Reference counting is a frequent source of (security) trouble in the
kernel. Here are the three main things that can, as far as I know, go wrong
with it, together with examples of specific bugs:

 - reference count overdecrement: If something (e.g. a normally-unused
   error path) decrements a reference counter more than it was previously
   incremented, this can cause the reference counter to end up lower than
   it was before. This will cause the object to be freed before the last
   reference to the object is gone.
   This bug class is hard to mitigate - it isn't very different from a
   generic use-after-free.
   Vulnerability examples:
     commit 8358b02bf67d ("bpf: fix double-fdput [...]")
   Bug examples where I haven't looked at impact:
     commit 75f0b68b75da ("debugfs: [...]: avoid double fops release")
     commit 121323ae668e ("drivers/perf: [...]: Fix reference count[...]")

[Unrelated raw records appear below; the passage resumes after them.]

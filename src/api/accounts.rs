use std::sync::Arc;

use serde::{Deserialize, Serialize};
use tracing::info;
use url::Url;

use crate::db::{self, current_timestamp_millis, AccountRow, Database};
use crate::error::{SyncError, SyncResult};

/// 一个已登录的服务器账号。`account` 是缓存、布局与事件使用的账号键。
#[flutter_rust_bridge::frb]
#[derive(Clone, Debug, PartialEq, Eq, Serialize, Deserialize)]
pub struct Account {
    pub account: String,
    pub url_base: String,
    pub user: String,
    pub user_id: String,
}

impl Account {
    /// 按 `"{user} {url_base}"` 生成账号键。
    pub fn new(url_base: &str, user: &str, user_id: &str) -> Self {
        let url_base = url_base.trim_end_matches('/');
        Self {
            account: format!("{user} {url_base}"),
            url_base: url_base.to_string(),
            user: user.to_string(),
            user_id: user_id.to_string(),
        }
    }

    /// `{user}-{host}`，用于本地文件目录等按用户区分的命名。
    pub fn user_base_url(&self) -> String {
        let host = Url::parse(&self.url_base)
            .ok()
            .and_then(|url| url.host_str().map(str::to_string))
            .unwrap_or_default();
        format!("{}-{host}", self.user)
    }

    fn validate(&self) -> SyncResult<()> {
        if self.account.trim().is_empty() || self.user.trim().is_empty() {
            return Err(SyncError::InvalidQuery(
                "account needs an account key and a user".to_string(),
            ));
        }
        Url::parse(&self.url_base).map_err(|e| {
            SyncError::InvalidQuery(format!("invalid account url {:?}: {e}", self.url_base))
        })?;
        Ok(())
    }
}

/// 持久化的账号注册表；删除账号会同时清除它的元数据缓存与布局偏好。
#[derive(Clone)]
pub struct AccountRegistry {
    database: Arc<Database>,
}

impl AccountRegistry {
    pub fn new(database: Arc<Database>) -> Self {
        Self { database }
    }

    /// 新增账号；已存在时只更新 userId。第一个加入的账号自动成为活跃账号。
    pub fn add(&self, account: Account) -> SyncResult<Account> {
        account.validate()?;
        if self.get(&account.account)?.is_some() {
            return self.update(&account.account, &account.user_id);
        }
        self.database
            .with_connection(|conn| {
                db::upsert_account(conn, &row_from_account(&account))?;
                if db::get_active_account(conn)?.is_none() {
                    db::set_active_account(conn, &account.account)?;
                }
                Ok(())
            })
            .map_err(SyncError::Storage)?;
        info!(account = %account.account, "account added");
        Ok(account)
    }

    pub fn update(&self, account: &str, user_id: &str) -> SyncResult<Account> {
        let mut stored = self.get(account)?.ok_or_else(|| unknown_account(account))?;
        stored.user_id = user_id.to_string();
        self.database
            .with_connection(|conn| db::upsert_account(conn, &row_from_account(&stored)))
            .map_err(SyncError::Storage)?;
        Ok(stored)
    }

    /// 删除账号以及它的全部缓存记录和布局；删除的是活跃账号时改选剩余的第一个。
    pub fn remove(&self, account: &str) -> SyncResult<bool> {
        let removed = self
            .database
            .with_connection(|conn| {
                let tx = conn
                    .transaction()
                    .map_err(|e| format!("failed to begin account removal: {e}"))?;
                let removed = db::delete_account(&tx, account)?;
                let records = db::delete_account_metadata(&tx, account)?;
                let layouts = db::delete_account_layouts(&tx, account)?;
                if db::get_active_account(&tx)?.as_deref() == Some(account) {
                    let next = db::list_accounts(&tx)?
                        .into_iter()
                        .next()
                        .map(|row| row.account)
                        .unwrap_or_default();
                    db::set_active_account(&tx, &next)?;
                }
                tx.commit()
                    .map_err(|e| format!("failed to commit account removal: {e}"))?;
                info!(account, records, layouts, "account removed");
                Ok(removed)
            })
            .map_err(SyncError::Storage)?;
        Ok(removed)
    }

    pub fn get(&self, account: &str) -> SyncResult<Option<Account>> {
        self.database
            .with_connection(|conn| db::load_account(conn, account))
            .map(|row| row.map(account_from_row))
            .map_err(SyncError::Storage)
    }

    pub fn list(&self) -> SyncResult<Vec<Account>> {
        self.database
            .with_connection(|conn| db::list_accounts(conn))
            .map(|rows| rows.into_iter().map(account_from_row).collect())
            .map_err(SyncError::Storage)
    }

    pub fn set_active(&self, account: &str) -> SyncResult<()> {
        if self.get(account)?.is_none() {
            return Err(unknown_account(account));
        }
        self.database
            .with_connection(|conn| db::set_active_account(conn, account))
            .map_err(SyncError::Storage)
    }

    pub fn active(&self) -> SyncResult<Option<Account>> {
        let active = self
            .database
            .with_connection(|conn| db::get_active_account(conn))
            .map_err(SyncError::Storage)?;
        match active {
            Some(account) => self.get(&account),
            None => Ok(None),
        }
    }

    /// 未知账号返回 None。
    pub fn user_base_url(&self, account: &str) -> SyncResult<Option<String>> {
        Ok(self.get(account)?.map(|stored| stored.user_base_url()))
    }
}

fn unknown_account(account: &str) -> SyncError {
    SyncError::InvalidQuery(format!("unknown account {account:?}"))
}

fn row_from_account(account: &Account) -> AccountRow {
    AccountRow {
        account: account.account.clone(),
        url_base: account.url_base.clone(),
        user: account.user.clone(),
        user_id: account.user_id.clone(),
        updated_at_millis: current_timestamp_millis(),
    }
}

fn account_from_row(row: AccountRow) -> Account {
    Account {
        account: row.account,
        url_base: row.url_base,
        user: row.user,
        user_id: row.user_id,
    }
}

#[cfg(test)]
mod tests {
    use super::*;
    use crate::layout::{LayoutStore, LAYOUT_VIEW_FILES};
    use crate::metadata::{MetadataRecord, MetadataStore};

    fn registry() -> (AccountRegistry, Arc<Database>) {
        let database = Arc::new(Database::open_in_memory().unwrap());
        (AccountRegistry::new(database.clone()), database)
    }

    #[test]
    fn first_account_becomes_active_and_add_updates_existing() {
        let (registry, _) = registry();
        let alice = registry
            .add(Account::new("https://cloud.example.com/", "alice", "alice"))
            .unwrap();
        assert_eq!(alice.account, "alice https://cloud.example.com");
        registry
            .add(Account::new("https://other.example.org", "bob", "bob"))
            .unwrap();
        assert_eq!(registry.active().unwrap().unwrap().account, alice.account);

        let updated = registry
            .add(Account::new("https://cloud.example.com", "alice", "alice-42"))
            .unwrap();
        assert_eq!(updated.user_id, "alice-42");
        assert_eq!(registry.list().unwrap().len(), 2);
    }

    #[test]
    fn user_base_url_uses_host() {
        let (registry, _) = registry();
        let alice = registry
            .add(Account::new("https://cloud.example.com:8443/nc", "alice", "alice"))
            .unwrap();
        assert_eq!(
            registry.user_base_url(&alice.account).unwrap().as_deref(),
            Some("alice-cloud.example.com")
        );
        assert_eq!(registry.user_base_url("nobody").unwrap(), None);
    }

    #[test]
    fn rejects_unknown_and_malformed_accounts() {
        let (registry, _) = registry();
        assert!(registry.set_active("ghost").is_err());
        assert!(registry.update("ghost", "x").is_err());
        assert!(registry.add(Account::new("not a url", "alice", "alice")).is_err());
    }

    #[test]
    fn remove_cascades_and_reassigns_active() {
        let (registry, database) = registry();
        let alice = registry
            .add(Account::new("https://cloud.example.com", "alice", "alice"))
            .unwrap();
        let bob = registry
            .add(Account::new("https://cloud.example.com", "bob", "bob"))
            .unwrap();
        let store = MetadataStore::new(database.clone()).unwrap();
        store
            .upsert(vec![MetadataRecord::new(&alice.account, "1", "/docs", "x.txt", "e")])
            .unwrap();
        let layouts = LayoutStore::new(database);
        layouts
            .layout_for_view(&alice.account, LAYOUT_VIEW_FILES, "/docs")
            .unwrap();

        assert!(registry.remove(&alice.account).unwrap());
        assert!(!registry.remove(&alice.account).unwrap());
        assert!(store.get(&alice.account, "1").unwrap().is_none());
        assert_eq!(registry.active().unwrap().unwrap().account, bob.account);
    }
}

 - reference count overincrement: If an error path omits a necessary
   reference count decrement, this can cause the reference counter to end
   up higher than it was before even though no new reference to the object
   was created. If such a bug is triggered around 2^32 times, the (32 bits
   wide) reference counter overflows to a small value. After dropping a
   few references so that exactly 2^32 references remain, the object will
   be freed prematurely.
   This kind of bug can easily occur when mistakes are made while writing
   error handling code.
   Vulnerability examples:
     commit 23567fd052a9 ("KEYS: Fix keyring ref leak [...]")
   Bug examples where I haven't looked at impact:
     commit b10e3e90485e ("debugfs: [...]: free proxy on ->open() failure")
     commit 3ea411c56ef5 ("android: fix reference leak in [...]")
     commit 8ed9e0e1b602 ("Input: turbografx - fix reference counting")

 - simple reference count overflow: If there are over 2^32 legitimate
   references to an object, a 32-bit reference counter can overflow. Since
   this can't happen on 32-bit architectures and normal references require
   at least a pointer, the minimum amount of physical memory required to
   hit this bug class is sizeof(void*) * 2^32 = 32 GiB ~= 34.36 GB.
   One example of a reference count overflow that could be triggered in
   some uncommon configurations on systems with 40GB of RAM is
   commit 92117d8443bc ("bpf: fix refcnt overflow").
   The nasty thing about this bug class is that it doesn't require a "real"
   reference counting bug, and with increasing amounts of physical memory,
   the number of reachable instances of this issue increases. (Probably not
   at 64GB or so; but it might get dangerous around 1TB or so.)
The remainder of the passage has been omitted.